Her device works as follows: when one person (Bob) is about to finish a boring anecdote (about a sinus infection, for instance), he is shunted into an "acceleration tube" where he approaches light speed, experiencing far less time than the other person (Alice). Alice can then sit comfortably in silence while Bob is time-dilated, and when she thinks of a new topic of conversation, Bob is decelerated and returned -- from his perspective, he has just finished his boring story at a normal pace. The only downside, she notes, is that boring people will probably be dead or quite old before the conversation ends. She concludes that the project could be completed within one year of funding, with the lone snag being that it would require most of the energy in the universe.
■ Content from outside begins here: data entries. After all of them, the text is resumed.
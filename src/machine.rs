//! This module defines the `TuringMachine` struct, the execution engine that
//! drives one input through the transition table to a verdict.
//!
//! Both machine variants share this engine: a cached machine differs only in
//! how its tape is seeded (a `$` sentinel at cell 0, head starting at cell 1)
//! and in carrying the register value through every lookup. Per-run state is
//! created fresh by [`TuringMachine::new`] and discarded after the verdict;
//! nothing persists between runs except the borrowed, read-only program.

use crate::report::{NullReporter, Reporter};
use crate::tape::Tape;
use crate::types::{Program, RejectReason, RunRecord, Snapshot, Verdict, SENTINEL_SYMBOL};

/// The outcome of a single engine step.
#[derive(Debug, Clone, PartialEq, Eq)]
pub enum Step {
    /// A transition was applied; the machine keeps running.
    Continue,
    /// The run ended with the given verdict.
    Done(Verdict),
}

/// A single run of a machine on one input.
///
/// Borrows the program read-only, so independent runs can share one
/// program (and could do so concurrently; no run mutates another's state).
pub struct TuringMachine<'a> {
    program: &'a Program,
    state: String,
    tape: Tape,
    head: i64,
    cache: Option<char>,
    steps: usize,
}

impl<'a> TuringMachine<'a> {
    /// Creates a fresh run configuration for `input`.
    ///
    /// Base machines start with the head at cell 0. Cached machines seed
    /// the tape with the sentinel, start the head at cell 1, and load the
    /// register with the description's initial cache symbol.
    pub fn new(program: &'a Program, input: &str) -> Self {
        let (tape, head, cache) = match &program.cache {
            Some(params) => (
                Tape::with_sentinel(input, SENTINEL_SYMBOL),
                1,
                Some(params.initial),
            ),
            None => (Tape::new(input), 0, None),
        };

        Self {
            program,
            state: program.initial_state.clone(),
            tape,
            head,
            cache,
            steps: 0,
        }
    }

    /// Executes a single step.
    ///
    /// The order of checks is load-bearing: acceptance is checked before
    /// the head position, so a machine that is simultaneously in an accept
    /// state and off the left edge accepts.
    pub fn step(&mut self) -> Step {
        if self.program.is_accept_state(&self.state) {
            return Step::Done(Verdict::Accepted { steps: self.steps });
        }

        let symbol = match self.tape.read(self.head) {
            Ok(symbol) => symbol,
            Err(_) => {
                return Step::Done(Verdict::Rejected {
                    reason: RejectReason::LeftEdgeOverrun,
                    steps: self.steps,
                });
            }
        };

        let action = match self.program.table.get(&self.state, self.cache, symbol) {
            Some(action) => action.clone(),
            None => {
                return Step::Done(Verdict::Rejected {
                    reason: RejectReason::NoTransitionDefined,
                    steps: self.steps,
                });
            }
        };

        // The read above materialized the cell, so the head is in bounds.
        self.tape.write(self.head as usize, action.write);
        self.cache = action.cache;
        self.head += action.movement.offset();
        self.state = action.next;
        self.steps += 1;

        Step::Continue
    }

    /// Runs to a verdict without reporting.
    pub fn run(&mut self, max_steps: usize) -> Verdict {
        self.run_with_reporter(max_steps, &mut NullReporter)
    }

    /// Runs to a verdict, emitting one snapshot for the initial
    /// configuration and one after every applied transition.
    ///
    /// Reporting is observation only; it never affects the verdict.
    pub fn run_with_reporter<R: Reporter>(&mut self, max_steps: usize, reporter: &mut R) -> Verdict {
        reporter.on_step(&self.snapshot());

        while self.steps < max_steps {
            match self.step() {
                Step::Continue => reporter.on_step(&self.snapshot()),
                Step::Done(verdict) => {
                    reporter.on_verdict(&verdict);
                    return verdict;
                }
            }
        }

        let verdict = Verdict::Rejected {
            reason: RejectReason::StepLimitExceeded,
            steps: self.steps,
        };
        reporter.on_verdict(&verdict);
        verdict
    }

    /// The current state label.
    pub fn state(&self) -> &str {
        &self.state
    }

    /// The current head position.
    pub fn head(&self) -> i64 {
        self.head
    }

    /// The number of transitions applied so far.
    pub fn steps(&self) -> usize {
        self.steps
    }

    /// The current register value, for cached machines.
    pub fn cache(&self) -> Option<char> {
        self.cache
    }

    /// The run's tape.
    pub fn tape(&self) -> &Tape {
        &self.tape
    }

    /// The run's output string: for cached machines the tape content with
    /// sentinel and blanks stripped, for base machines the trimmed tape.
    pub fn output(&self) -> String {
        if self.program.is_cached() {
            self.tape.output(SENTINEL_SYMBOL)
        } else {
            self.tape.render()
        }
    }

    /// The current configuration as an observation record.
    pub fn snapshot(&self) -> Snapshot {
        Snapshot {
            step: self.steps,
            state: self.state.clone(),
            tape: self.tape.render(),
            head: self.head,
            cache: self.cache,
        }
    }
}

/// Runs one input to a verdict with the default step ceiling behavior.
pub fn run(program: &Program, input: &str, max_steps: usize) -> RunRecord {
    run_with_reporter(program, input, max_steps, &mut NullReporter)
}

/// Runs one input, forwarding snapshots to `reporter`.
pub fn run_with_reporter<R: Reporter>(
    program: &Program,
    input: &str,
    max_steps: usize,
    reporter: &mut R,
) -> RunRecord {
    reporter.on_run_start(input);

    let mut machine = TuringMachine::new(program, input);
    let verdict = machine.run_with_reporter(max_steps, reporter);

    RunRecord {
        input: input.to_string(),
        verdict,
        output: machine.output(),
    }
}

/// Runs every input in the description's `inputs` list, in order.
pub fn run_all(program: &Program, max_steps: usize) -> Vec<RunRecord> {
    run_all_with_reporter(program, max_steps, &mut NullReporter)
}

/// Batch variant of [`run_with_reporter`].
pub fn run_all_with_reporter<R: Reporter>(
    program: &Program,
    max_steps: usize,
    reporter: &mut R,
) -> Vec<RunRecord> {
    program
        .inputs
        .iter()
        .map(|input| run_with_reporter(program, input, max_steps, reporter))
        .collect()
}
//! The transition table: an immutable partial function from a machine
//! configuration key to the action the machine applies.
//!
//! Keys are tagged composite values rather than loose tuples so that a
//! base-machine row and a cached-machine row can never collide by accident.

use serde::{Deserialize, Serialize};
use std::collections::HashMap;

use crate::types::Move;

/// The configuration a transition fires on.
///
/// `cache` is `Some` for every row of a cached machine and `None` for
/// every row of a base machine; the loader never mixes the two in one table.
#[derive(Debug, Clone, PartialEq, Eq, Hash, Serialize, Deserialize)]
pub struct Key {
    /// Source state.
    pub state: String,
    /// Register value the row fires on (cached machines only).
    pub cache: Option<char>,
    /// Tape symbol under the head.
    pub read: char,
}

/// What the machine does when a row fires.
#[derive(Debug, Clone, PartialEq, Eq, Serialize, Deserialize)]
pub struct Action {
    /// State to enter.
    pub next: String,
    /// Symbol written at the head position.
    pub write: char,
    /// New register value (cached machines only).
    pub cache: Option<char>,
    /// Head movement.
    pub movement: Move,
}

/// The transition function, built once by the loader and read-only afterwards.
///
/// At most one action per key: inserting a duplicate key replaces the
/// earlier row without raising an error. Descriptions that rely on this
/// get last-writer-wins semantics.
#[derive(Debug, Clone, PartialEq, Default)]
pub struct TransitionTable {
    rows: HashMap<Key, Action>,
}

impl TransitionTable {
    pub fn new() -> Self {
        Self::default()
    }

    /// Inserts one row, silently replacing any earlier row with the same key.
    pub fn insert(&mut self, key: Key, action: Action) {
        self.rows.insert(key, action);
    }

    /// Looks up the action for the given configuration.
    pub fn get(&self, state: &str, cache: Option<char>, read: char) -> Option<&Action> {
        self.rows.get(&Key {
            state: state.to_string(),
            cache,
            read,
        })
    }

    /// Number of rows in the table.
    pub fn len(&self) -> usize {
        self.rows.len()
    }

    pub fn is_empty(&self) -> bool {
        self.rows.is_empty()
    }

    /// Iterates over all rows, in no particular order.
    pub fn iter(&self) -> impl Iterator<Item = (&Key, &Action)> {
        self.rows.iter()
    }
}

#[cfg(test)]
mod tests {
    use super::*;

    fn row(next: &str, write: char) -> Action {
        Action {
            next: next.to_string(),
            write,
            cache: None,
            movement: Move::Right,
        }
    }

    #[test]
    fn test_insert_and_get() {
        let mut table = TransitionTable::new();
        table.insert(
            Key {
                state: "q0".to_string(),
                cache: None,
                read: 'a',
            },
            row("q1", 'X'),
        );

        let action = table.get("q0", None, 'a').unwrap();
        assert_eq!(action.next, "q1");
        assert_eq!(action.write, 'X');

        assert!(table.get("q0", None, 'b').is_none());
        assert!(table.get("q1", None, 'a').is_none());
    }

    #[test]
    fn test_duplicate_key_overwrites() {
        let mut table = TransitionTable::new();
        let key = Key {
            state: "q0".to_string(),
            cache: None,
            read: 'a',
        };
        table.insert(key.clone(), row("q1", 'X'));
        table.insert(key, row("q2", 'Y'));

        // Later row wins; no error is raised.
        assert_eq!(table.len(), 1);
        let action = table.get("q0", None, 'a').unwrap();
        assert_eq!(action.next, "q2");
        assert_eq!(action.write, 'Y');
    }

    #[test]
    fn test_cache_dimension_separates_rows() {
        let mut table = TransitionTable::new();
        table.insert(
            Key {
                state: "q0".to_string(),
                cache: Some('0'),
                read: 'a',
            },
            row("q1", 'a'),
        );
        table.insert(
            Key {
                state: "q0".to_string(),
                cache: Some('1'),
                read: 'a',
            },
            row("q2", 'a'),
        );

        assert_eq!(table.len(), 2);
        assert_eq!(table.get("q0", Some('0'), 'a').unwrap().next, "q1");
        assert_eq!(table.get("q0", Some('1'), 'a').unwrap().next, "q2");
        assert!(table.get("q0", None, 'a').is_none());
    }
}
The final panels show the presenter on stage being lowered into an acceleration tube herself, and she shouts that this is NOT a demonstration -- she is just staying in there until the audience leaves. This implies the audience found her own presentation so boring that she is too embarrassed to face them.

The Humor

The humor operates on several levels. First, there is the absurdity of proposing a solution to awkward silences that requires relativistic time dilation -- using the most overpowered technology imaginable to solve the most mundane social problem. Second, the deadpan delivery of catastrophic downsides (boring people dying of old age, requiring most of the energy in the universe) as minor footnotes is classic SMBC comedic understatement. The final punchline -- the presenter herself hiding in the acceleration tube -- is a perfect self-referential twist: she has just given an extremely long, technical, and arguably boring presentation about how to deal with boring conversations.

References

The comic references Einstein's theory of special relativity, specifically time dilation -- the phenomenon where a person traveling near the speed of light experiences time passing more slowly relative to a stationary observer. This is a real and experimentally verified consequence of special relativity, though the engineering required to build such a device remains, as the comic acknowledges, somewhat beyond current capabilities.